Delay and decay on Prescot Road Fairfield

I had a meeting on Tuesday with two different home owners on Prescot Road, their supportive families and neighbours, and Tom McGuire, the Executive Director of Community 7.

The two ladies, one of whom's house we met in, are in dire straits.

They each own a home in a long row of mainly boarded-up houses.

Four years ago when Kensington Regeneration was set up and local people were asked what they wanted, one of their wishes was to see this row sorted out. Some have been empty for years, one local resident recalls a friend being refused a mortgage on a house in this row 15 years ago because of dodgy foundations.

Others are in fairly reasonable condition, a few are still being occupied privately.

They were an eyesore and local people wanted them smartening up and sorting out.

Consequently, the council asked the local Housing Association that by now owned lots of them, to try and empty and then board up all the houses that they had in their ownership, pending a decision on some kind of development.

That sounds reasonable, clearing the way for action, until you realise it has been going on for four years.

Empty houses in public ownership waiting for the council to come up with a plan.

Empty houses with leaking roofs, choked up gutters, damp problems, broken roof tiles, which are slowly infecting the privately owned occupied houses next door.

The resident whose house we were in has experienced terrible damp for four years now because of faults in the neighbouring houses but the public landlords have not wanted to spend a lot of money patching up their houses while there was such uncertainty about the future of the block. They have also lost 4 years rent on some of their houses. If I was C7 I would be tempted to sue the council.

Her neighbour would dearly love a new bathroom, but is it worth it she asks? What if she puts the bathroom in and then someone makes her move?

If I was a home-owner in the row, I would already have sued the council.

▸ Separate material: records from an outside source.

// Rust guideline compliant 2026-10-12

//! Output formatting module for the EstateHub CLI.
//!
//! This module renders records, query pages, transition targets and errors
//! as JSON envelopes, human-readable tables, or tab-separated plain text.

use crate::terminal::{paint, wrap_text};
use estatehub_app::{AppError, ErrorCode, ErrorEnvelope, PageMeta, SuccessEnvelope};
use estatehub_core::{Entity, QueryResult, Record, RecordKind, Status};
use serde::Serialize;
use serde_json::json;
use tabled::{builder::Builder, settings::Style};
use termcolor::Color;

/// Output formatter trait.
///
/// Defines the interface for rendering command results in one output format.
pub trait OutputFormatter {
    /// Formats a single record for display.
    fn format_record(&self, record: &Record) -> String;

    /// Formats one page of query results, with its paging figures.
    fn format_page(&self, page: &QueryResult<Record>) -> String;

    /// Formats the statuses a record may move to.
    fn format_targets(&self, record: &Record, targets: &[Status]) -> String;

    /// Formats a record after a change, with a short confirmation line.
    fn format_updated(&self, message: &str, record: &Record) -> String;

    /// Formats a confirmation message with no payload.
    fn format_message(&self, message: &str) -> String;

    /// Formats an error for display.
    fn format_error(&self, error: &anyhow::Error) -> String;
}

#[derive(Serialize)]
struct TargetsPayload<'a> {
    kind: RecordKind,
    id: &'a str,
    current: Option<Status>,
    targets: &'a [Status],
}

/// JSON output formatter.
///
/// Wraps every result in the standard success or error envelope.
pub struct JsonFormatter;

impl JsonFormatter {
    fn render<T: Serialize>(value: &T) -> String {
        serde_json::to_string_pretty(value).unwrap_or_else(|e| {
            json!({
                "status": "error",
                "code": ErrorCode::JsonError,
                "message": e.to_string(),
            })
            .to_string()
        })
    }
}

impl OutputFormatter for JsonFormatter {
    fn format_record(&self, record: &Record) -> String {
        Self::render(&SuccessEnvelope::new(record))
    }

    fn format_page(&self, page: &QueryResult<Record>) -> String {
        Self::render(&SuccessEnvelope {
            status: "ok",
            result: &page.rows,
            meta: Some(PageMeta::from(page)),
        })
    }

    fn format_targets(&self, record: &Record, targets: &[Status]) -> String {
        Self::render(&SuccessEnvelope::new(TargetsPayload {
            kind: record.kind(),
            id: record.id(),
            current: record.status(),
            targets,
        }))
    }

    fn format_updated(&self, _message: &str, record: &Record) -> String {
        self.format_record(record)
    }

    fn format_message(&self, message: &str) -> String {
        Self::render(&SuccessEnvelope::new(message))
    }

    fn format_error(&self, error: &anyhow::Error) -> String {
        let envelope = match error.downcast_ref::<AppError>() {
            Some(app_error) => ErrorEnvelope::from_error(app_error),
            None => ErrorEnvelope {
                status: "error",
                code: ErrorCode::InvalidInput,
                message: format!("{error:#}"),
                details: None,
            },
        };
        Self::render(&envelope)
    }
}

/// Table output formatter.
///
/// Renders pages as tables and single records as aligned key/value lines.
pub struct TableFormatter {
    use_color: bool,
}

impl TableFormatter {
    /// Creates a new table formatter.
    pub fn new(use_color: bool) -> Self {
        Self { use_color }
    }
}

impl OutputFormatter for TableFormatter {
    fn format_record(&self, record: &Record) -> String {
        let mut output = String::new();
        for (label, value) in detail_rows(record) {
            let value = if label == "Description" || label == "Message" {
                wrap_text(&value, 14)
            } else {
                value
            };
            output.push_str(&format!("{:<14}{value}\n", format!("{label}:")));
        }
        output
    }

    fn format_page(&self, page: &QueryResult<Record>) -> String {
        let Some(first) = page.rows.first() else {
            return format!("No records found ({} matched).", page.total_matched);
        };

        let mut builder = Builder::default();
        builder.push_record(table_header(first.kind()).iter().map(|h| h.to_string()));
        for record in &page.rows {
            builder.push_record(table_row(record));
        }

        let mut table = builder.build();
        table.with(Style::modern());

        format!("{table}\n{}", page_footer(page))
    }

    fn format_targets(&self, record: &Record, targets: &[Status]) -> String {
        let current = record
            .status()
            .map_or_else(|| "none".to_string(), |s| s.to_string());
        let allowed = if targets.is_empty() {
            "none (terminal status)".to_string()
        } else {
            join_statuses(targets, ", ")
        };
        format!(
            "{} {} ({current}) may move to: {allowed}",
            record.kind(),
            record.id()
        )
    }

    fn format_updated(&self, message: &str, record: &Record) -> String {
        let mark = paint("✓", Color::Green, true, self.use_color);
        format!("{mark} {message}\n{}", self.format_record(record))
    }

    fn format_message(&self, message: &str) -> String {
        let mark = paint("✓", Color::Green, true, self.use_color);
        format!("{mark} {message}")
    }

    fn format_error(&self, error: &anyhow::Error) -> String {
        let prefix = paint("Error:", Color::Red, true, self.use_color);
        format!("{prefix} {error:#}")
    }
}

/// Plain text output formatter.
///
/// One tab-separated line per record, for scripts and pipes.
pub struct PlainFormatter;

impl OutputFormatter for PlainFormatter {
    fn format_record(&self, record: &Record) -> String {
        detail_rows(record)
            .into_iter()
            .map(|(label, value)| format!("{}\t{value}", label.to_ascii_lowercase()))
            .collect::<Vec<_>>()
            .join("\n")
    }

    fn format_page(&self, page: &QueryResult<Record>) -> String {
        page.rows
            .iter()
            .map(|record| table_row(record).join("\t"))
            .collect::<Vec<_>>()
            .join("\n")
    }

    fn format_targets(&self, _record: &Record, targets: &[Status]) -> String {
        join_statuses(targets, "\n")
    }

    fn format_updated(&self, _message: &str, record: &Record) -> String {
        self.format_record(record)
    }

    fn format_message(&self, message: &str) -> String {
        message.to_string()
    }

    fn format_error(&self, error: &anyhow::Error) -> String {
        format!("Error: {error:#}")
    }
}

/// Creates an output formatter for `format`: `json`, `plain`, or a table.
pub fn create_formatter(format: &str, use_color: bool) -> Box<dyn OutputFormatter> {
    match format {
        "json" => Box::new(JsonFormatter),
        "plain" => Box::new(PlainFormatter),
        _ => Box::new(TableFormatter::new(use_color)),
    }
}

/// Formats a whole-unit price with thousands separators and its currency.
pub fn format_price(price: u64, currency: &str) -> String {
    let digits = price.to_string();
    let mut grouped = String::with_capacity(digits.len() + digits.len() / 3);
    for (i, digit) in digits.chars().enumerate() {
        if i > 0 && (digits.len() - i) % 3 == 0 {
            grouped.push(',');
        }
        grouped.push(digit);
    }
    format!("{grouped} {currency}")
}

fn join_statuses(statuses: &[Status], separator: &str) -> String {
    statuses
        .iter()
        .map(ToString::to_string)
        .collect::<Vec<_>>()
        .join(separator)
}

fn page_footer<R>(page: &QueryResult<R>) -> String {
    format!(
        "Page {} of {} ({} matched)",
        page.page.saturating_add(1),
        page.page_count().max(1),
        page.total_matched
    )
}

fn yes_no(flag: bool) -> String {
    let text = if flag { "yes" } else { "no" };
    text.to_string()
}

fn or_dash<T: ToString>(value: Option<T>) -> String {
    value.map_or_else(|| "-".to_string(), |v| v.to_string())
}

fn table_header(kind: RecordKind) -> &'static [&'static str] {
    match kind {
        RecordKind::Listing => &["ID", "Title", "City", "Type", "Price", "Status", "Featured"],
        RecordKind::Inquiry => &["ID", "Name", "Type", "Property", "Status", "Source", "Created"],
        RecordKind::Account => &["ID", "Username", "Name", "Role", "Status", "Verified"],
        RecordKind::Amenity => &["ID", "Name", "Icon", "Created"],
    }
}

fn table_row(record: &Record) -> Vec<String> {
    match record {
        Record::Listing(l) => vec![
            l.id.clone(),
            l.title.clone(),
            l.city.clone(),
            l.property_type.to_string(),
            format_price(l.price, &l.currency),
            l.status.to_string(),
            yes_no(l.featured),
        ],
        Record::Inquiry(i) => vec![
            i.id.clone(),
            i.name.clone(),
            i.inquiry_type.to_string(),
            or_dash(i.property.as_deref()),
            i.status.to_string(),
            i.source.to_string(),
            i.created_at.to_string(),
        ],
        Record::Account(a) => vec![
            a.id.clone(),
            a.username.clone(),
            a.full_name(),
            a.role.to_string(),
            a.status().to_string(),
            yes_no(a.email_verified),
        ],
        Record::Amenity(a) => vec![
            a.id.clone(),
            a.name.clone(),
            a.icon.to_string(),
            a.created_at.to_string(),
        ],
    }
}

fn detail_rows(record: &Record) -> Vec<(&'static str, String)> {
    let mut rows = vec![("Kind", record.kind().to_string()), ("ID", record.id().to_string())];
    match record {
        Record::Listing(l) => rows.extend([
            ("Title", l.title.clone()),
            ("Status", l.status.to_string()),
            ("Price", format_price(l.price, &l.currency)),
            ("Offer", l.offer.to_string()),
            ("Type", l.property_type.to_string()),
            ("City", l.city.clone()),
            ("Neighborhood", or_dash(l.neighborhood.as_deref())),
            ("Bedrooms", or_dash(l.bedrooms)),
            ("Bathrooms", or_dash(l.bathrooms)),
            ("Area", or_dash(l.area.map(|a| format!("{a} sq ft")))),
            ("Featured", yes_no(l.featured)),
            ("Slug", l.slug.clone()),
            ("Created", l.created_at.to_string()),
            ("Description", l.description.clone()),
        ]),
        Record::Inquiry(i) => rows.extend([
            ("Name", i.name.clone()),
            ("Status", i.status.to_string()),
            ("Email", i.email.clone()),
            ("Phone", or_dash(i.phone.as_deref())),
            ("Property", or_dash(i.property.as_deref())),
            ("Type", i.inquiry_type.to_string()),
            ("Source", i.source.to_string()),
            ("Created", i.created_at.to_string()),
            ("Message", i.message.clone()),
        ]),
        Record::Account(a) => rows.extend([
            ("Username", a.username.clone()),
            ("Name", a.full_name()),
            ("Status", a.status().to_string()),
            ("Email", a.email.clone()),
            ("Role", a.role.to_string()),
            ("Verified", yes_no(a.email_verified)),
            ("Created", a.created_at.to_string()),
        ]),
        Record::Amenity(a) => rows.extend([
            ("Name", a.name.clone()),
            ("Icon", a.icon.to_string()),
            ("Created", a.created_at.to_string()),
            ("Description", a.description.clone()),
        ]),
    }
    rows
}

So, what is the LibDem solution to this?

Councillor Doran was forced to act by local residents and by the Friends of Newsham Park just about a year ago. He chairs a working group made up of the three local Councillors (him, me and Cllr Marbrow) and for some reason that I dont understand, Councillor Radford who might have represented those people in the past - I am assuming that end of the ward must have been in Tuebrook ward before the 2004 boundary changes - but doesnt any more. Then there is a member of the Neighbourhood Management Team from the Council, Tom from C7, representatives from some of the other housing assocations who own large villa property in the adjacent Prescot Drive which also need attention (although are all empty and mostly derelict). There are also a few members of Friends of Newsham Park.

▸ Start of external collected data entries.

// Rust guideline compliant 2026-10-12

//! Status change services.
//!
//! Each change runs through `RecordStore::update`: the store is loaded under
//! its lock, the change is delegated to the core, and the new record is
//! written back. A failed change leaves the file untouched.

use crate::error::{AppError, Result};
use crate::store::RecordStore;
use estatehub_core::{Entity, LifecycleController, Record, RecordKind, Role, Status};

/// Returns the statuses a stored record may move to.
///
/// # Errors
///
/// Returns `NotFound` if the record does not exist.
pub fn allowed_targets(
    store: &RecordStore,
    controller: &LifecycleController,
    kind: RecordKind,
    id: &str,
) -> Result<Vec<Status>> {
    let record = store.find(kind, id)?;
    Ok(controller.allowed_record_targets(&record))
}

/// Moves a stored record to `target` and commits it.
///
/// # Errors
///
/// Returns `NotFound`, `InvalidTransition` or `NoOpTransition`. The store is
/// unchanged on error.
pub fn apply_transition(
    store: &RecordStore,
    controller: &LifecycleController,
    kind: RecordKind,
    id: &str,
    target: Status,
) -> Result<Record> {
    let record = store.update(kind, id, |record| {
        Ok(controller.transition_record(record, target)?)
    })?;
    tracing::info!(kind = %kind, id, status = %target, "status changed");
    Ok(record)
}

/// Flips a boolean toggle on a stored record and commits it.
///
/// # Errors
///
/// Returns `NotFound`, or `NotToggleable` if `field` is not a toggle.
pub fn apply_toggle(
    store: &RecordStore,
    kind: RecordKind,
    id: &str,
    field: &str,
) -> Result<Record> {
    let record = store.update(kind, id, |record| Ok(record.toggle_flag(field)?))?;
    tracing::info!(kind = %kind, id, field, value = ?record.field(field), "flag toggled");
    Ok(record)
}

/// Sets an account's role and commits it.
///
/// # Errors
///
/// Returns `NotFound` if no account has the id.
pub fn apply_role(store: &RecordStore, id: &str, role: Role) -> Result<Record> {
    let record = store.update(RecordKind::Account, id, |record| match record {
        Record::Account(account) => Ok(Record::Account(account.with_role(role))),
        other => Err(AppError::NotFound {
            kind: RecordKind::Account,
            id: other.id().to_string(),
        }),
    })?;
    tracing::info!(id, role = %role, "role changed");
    Ok(record)
}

For nearly a year this group has been meeting but to no effect.

The LibDem Councillors' best suggestion so far is to support the proposition that we knock the whole lot down and let the so-called preferred developers, Bellway, build some apartments and town houses in this park-side plot.

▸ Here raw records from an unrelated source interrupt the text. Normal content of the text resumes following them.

// Rust guideline compliant 2026-10-12

//! Response envelopes for JSON command output.

use crate::error::{AppError, ErrorCode};
use estatehub_core::QueryResult;
use serde::Serialize;

/// Paging metadata attached to query responses.
#[derive(Debug, Clone, Copy, PartialEq, Eq, Serialize)]
pub struct PageMeta {
    /// Zero-based page index.
    pub page: usize,
    /// Requested page size.
    pub page_size: usize,
    /// Records that matched the filter.
    pub total_matched: usize,
    /// Pages needed to show every match.
    pub page_count: usize,
}

impl<R> From<&QueryResult<R>> for PageMeta {
    fn from(result: &QueryResult<R>) -> Self {
        Self {
            page: result.page,
            page_size: result.page_size,
            total_matched: result.total_matched,
            page_count: result.page_count(),
        }
    }
}

/// Standard success envelope.
#[derive(Debug, Serialize)]
pub struct SuccessEnvelope<T> {
    /// Status indicator.
    pub status: &'static str,
    /// Result payload.
    pub result: T,
    /// Paging metadata, present for query results.
    #[serde(skip_serializing_if = "Option::is_none")]
    pub meta: Option<PageMeta>,
}

impl<T> SuccessEnvelope<T> {
    /// Creates a new success envelope.
    #[must_use]
    pub fn new(result: T) -> Self {
        Self {
            status: "ok",
            result,
            meta: None,
        }
    }
}

impl<R> SuccessEnvelope<Vec<R>> {
    /// Wraps a query page, moving paging figures into `meta`.
    #[must_use]
    pub fn page(result: QueryResult<R>) -> Self {
        let meta = PageMeta::from(&result);
        Self {
            status: "ok",
            result: result.rows,
            meta: Some(meta),
        }
    }
}

/// Standard error envelope.
#[derive(Debug, Serialize)]
pub struct ErrorEnvelope {
    /// Status indicator.
    pub status: &'static str,
    /// Stable error code.
    pub code: ErrorCode,
    /// Human-readable error message.
    pub message: String,
    /// Optional structured details.
    #[serde(skip_serializing_if = "Option::is_none")]
    pub details: Option<serde_json::Value>,
}

impl ErrorEnvelope {
    /// Creates a new error envelope from an application error.
    #[must_use]
    pub fn from_error(error: &AppError) -> Self {
        Self {
            status: "error",
            code: error.code(),
            message: error.to_string(),
            details: error.details(),
        }
    }
}

#[cfg(test)]
mod tests {
    use super::*;

    #[test]
    fn test_page_envelope_carries_meta() {
        let result = QueryResult {
            rows: vec![1, 2],
            total_matched: 5,
            page: 0,
            page_size: 2,
        };
        let json = serde_json::to_value(SuccessEnvelope::page(result)).unwrap();
        assert_eq!(json["status"], "ok");
        assert_eq!(json["result"], serde_json::json!([1, 2]));
        assert_eq!(json["meta"]["page_count"], 3);
    }

    #[test]
    fn test_plain_envelope_omits_meta() {
        let json = serde_json::to_value(SuccessEnvelope::new("done")).unwrap();
        assert!(json.get("meta").is_none());
    }

    #[test]
    fn test_error_envelope() {
        let error = AppError::InvalidInput("bad clause".to_string());
        let json = serde_json::to_value(ErrorEnvelope::from_error(&error)).unwrap();
        assert_eq!(json["code"], "invalid_input");
        assert_eq!(json["message"], "Invalid input: bad clause");
        assert!(json.get("details").is_none());
    }
}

Well that was not good enough 12 months ago when it was first suggested and it wont be good enough in 12 months time either, no matter how many times they keep proposing it.

Local people, residents and home owners do not want to sell up to the bulldozers. They believe that only the ones that have to be demolished due to condition should be knocked down and that where possible we should retain and refurbish these large family homes so they can stay. There have been a lot of tears over a long time.
All over Kensington large family homes are being demolished because apparently nobody wants them - but if we knock them all down then where will those people who really do want a large family home live?

We have to keep some, otherwise we will have to set up a new scheme to start building them again!

So, as I was saying, there are these people living in these houses being blighted by public landlords because the council have told them to keep them empty pending some future wonderful idyllic time when perhaps they might actually be bothered to come up with a plan and put it into action.

And what is being offered after three years of no action at all and a further year of meetings which have also achieved nothing? Bull-dozers.

Well it is not good enough and we wont stand for it, not the residents and not the Labour Party, not the MP either who was instrumental in setting up the meeting with C7 yesterday, and definitely not me.

I think Tom was moved by the stories he heard and he has promised to contact in person all the remaining residents and discuss with them just what they really want, whether they want to stay in the same house, move to another house in the row with a more sustainable condition, sell up and move somewhere else, do a house swap, whatever it might be. Well it is a start and I cant see any progress without it because I will never agree to a mass demolition, not ever, in any circumstances, unless the residents say that is what they want!

He has also promised to do something about the houses in the hands of C7 which are blighting their neighbours.

I will be holding him to that, I will also help as much as I can, we made a good start with the residents we met this week, maybe together we can finally steer this working group in the right direction and see the end to this delay and decay.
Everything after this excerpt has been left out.